→ INSTRUCTIONS TO FOLLOW
Your answer should be one number, the count of lines in the entries holding the word "height".

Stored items
• • • • •

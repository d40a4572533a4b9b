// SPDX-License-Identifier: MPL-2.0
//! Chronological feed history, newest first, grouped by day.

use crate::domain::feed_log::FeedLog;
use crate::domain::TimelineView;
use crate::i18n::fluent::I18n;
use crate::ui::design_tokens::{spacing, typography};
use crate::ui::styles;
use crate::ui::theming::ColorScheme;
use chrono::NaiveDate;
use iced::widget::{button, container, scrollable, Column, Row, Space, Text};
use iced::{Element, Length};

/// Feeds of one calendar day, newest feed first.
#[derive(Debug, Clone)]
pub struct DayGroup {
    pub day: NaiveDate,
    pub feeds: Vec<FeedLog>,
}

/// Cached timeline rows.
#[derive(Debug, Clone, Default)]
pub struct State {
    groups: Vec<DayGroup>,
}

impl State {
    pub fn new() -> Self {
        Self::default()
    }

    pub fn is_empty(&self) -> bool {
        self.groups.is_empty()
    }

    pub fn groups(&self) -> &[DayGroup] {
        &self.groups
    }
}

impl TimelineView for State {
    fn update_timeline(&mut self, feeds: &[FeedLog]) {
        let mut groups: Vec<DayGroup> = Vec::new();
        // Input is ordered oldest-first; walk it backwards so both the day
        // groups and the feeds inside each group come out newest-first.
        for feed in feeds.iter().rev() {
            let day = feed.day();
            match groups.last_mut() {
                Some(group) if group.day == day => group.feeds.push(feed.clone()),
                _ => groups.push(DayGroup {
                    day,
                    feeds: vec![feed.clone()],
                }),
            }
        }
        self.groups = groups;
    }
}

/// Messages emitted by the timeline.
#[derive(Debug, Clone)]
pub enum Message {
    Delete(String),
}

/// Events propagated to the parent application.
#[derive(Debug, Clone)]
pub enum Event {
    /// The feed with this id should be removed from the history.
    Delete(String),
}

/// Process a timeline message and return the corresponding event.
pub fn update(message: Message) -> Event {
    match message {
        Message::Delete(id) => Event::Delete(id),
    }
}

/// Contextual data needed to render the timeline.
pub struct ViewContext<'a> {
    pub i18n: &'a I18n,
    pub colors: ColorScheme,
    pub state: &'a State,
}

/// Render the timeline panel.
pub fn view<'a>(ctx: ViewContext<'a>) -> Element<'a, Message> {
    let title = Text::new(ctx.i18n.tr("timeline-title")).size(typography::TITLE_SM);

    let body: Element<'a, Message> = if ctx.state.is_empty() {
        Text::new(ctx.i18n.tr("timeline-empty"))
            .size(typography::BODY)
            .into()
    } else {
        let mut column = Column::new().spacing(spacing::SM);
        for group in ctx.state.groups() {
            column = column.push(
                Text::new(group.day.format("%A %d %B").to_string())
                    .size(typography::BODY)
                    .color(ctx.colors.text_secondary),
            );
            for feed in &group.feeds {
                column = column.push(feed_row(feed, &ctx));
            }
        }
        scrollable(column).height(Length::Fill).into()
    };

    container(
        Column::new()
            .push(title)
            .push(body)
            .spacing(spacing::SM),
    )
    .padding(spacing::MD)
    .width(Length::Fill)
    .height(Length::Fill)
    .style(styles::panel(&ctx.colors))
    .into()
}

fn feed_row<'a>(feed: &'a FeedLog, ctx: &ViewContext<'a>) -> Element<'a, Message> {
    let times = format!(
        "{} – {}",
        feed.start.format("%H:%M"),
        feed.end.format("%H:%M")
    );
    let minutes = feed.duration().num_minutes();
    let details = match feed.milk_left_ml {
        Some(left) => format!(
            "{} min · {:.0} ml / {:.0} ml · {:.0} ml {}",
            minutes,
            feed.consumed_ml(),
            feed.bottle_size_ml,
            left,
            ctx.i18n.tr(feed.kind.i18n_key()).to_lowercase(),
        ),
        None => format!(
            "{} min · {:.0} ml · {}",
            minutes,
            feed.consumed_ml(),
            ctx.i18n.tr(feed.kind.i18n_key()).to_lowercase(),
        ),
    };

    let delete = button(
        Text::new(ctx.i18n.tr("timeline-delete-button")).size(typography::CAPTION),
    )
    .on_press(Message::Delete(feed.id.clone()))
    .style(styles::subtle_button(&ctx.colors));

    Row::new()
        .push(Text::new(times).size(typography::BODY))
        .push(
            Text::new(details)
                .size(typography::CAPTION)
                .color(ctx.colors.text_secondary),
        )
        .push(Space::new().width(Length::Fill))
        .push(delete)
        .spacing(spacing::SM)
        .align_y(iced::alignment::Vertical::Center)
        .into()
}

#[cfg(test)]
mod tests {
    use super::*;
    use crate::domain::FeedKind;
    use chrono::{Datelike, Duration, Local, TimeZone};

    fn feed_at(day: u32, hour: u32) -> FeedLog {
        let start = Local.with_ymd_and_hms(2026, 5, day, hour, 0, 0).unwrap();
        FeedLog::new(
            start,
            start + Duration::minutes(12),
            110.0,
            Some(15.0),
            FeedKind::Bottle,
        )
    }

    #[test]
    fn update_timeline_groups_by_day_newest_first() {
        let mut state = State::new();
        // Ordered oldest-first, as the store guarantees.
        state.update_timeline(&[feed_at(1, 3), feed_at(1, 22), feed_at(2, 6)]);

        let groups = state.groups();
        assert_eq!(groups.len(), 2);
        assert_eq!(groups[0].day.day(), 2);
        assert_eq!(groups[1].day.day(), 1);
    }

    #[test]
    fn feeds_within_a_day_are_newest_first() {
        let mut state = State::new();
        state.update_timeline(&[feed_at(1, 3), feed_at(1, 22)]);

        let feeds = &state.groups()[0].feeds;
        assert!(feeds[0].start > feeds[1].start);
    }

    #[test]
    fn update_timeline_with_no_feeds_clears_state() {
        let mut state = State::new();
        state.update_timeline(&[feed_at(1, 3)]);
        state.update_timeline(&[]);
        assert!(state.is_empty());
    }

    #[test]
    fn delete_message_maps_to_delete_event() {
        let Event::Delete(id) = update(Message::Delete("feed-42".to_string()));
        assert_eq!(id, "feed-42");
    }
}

• • • • •

→ FINAL ANSWER
2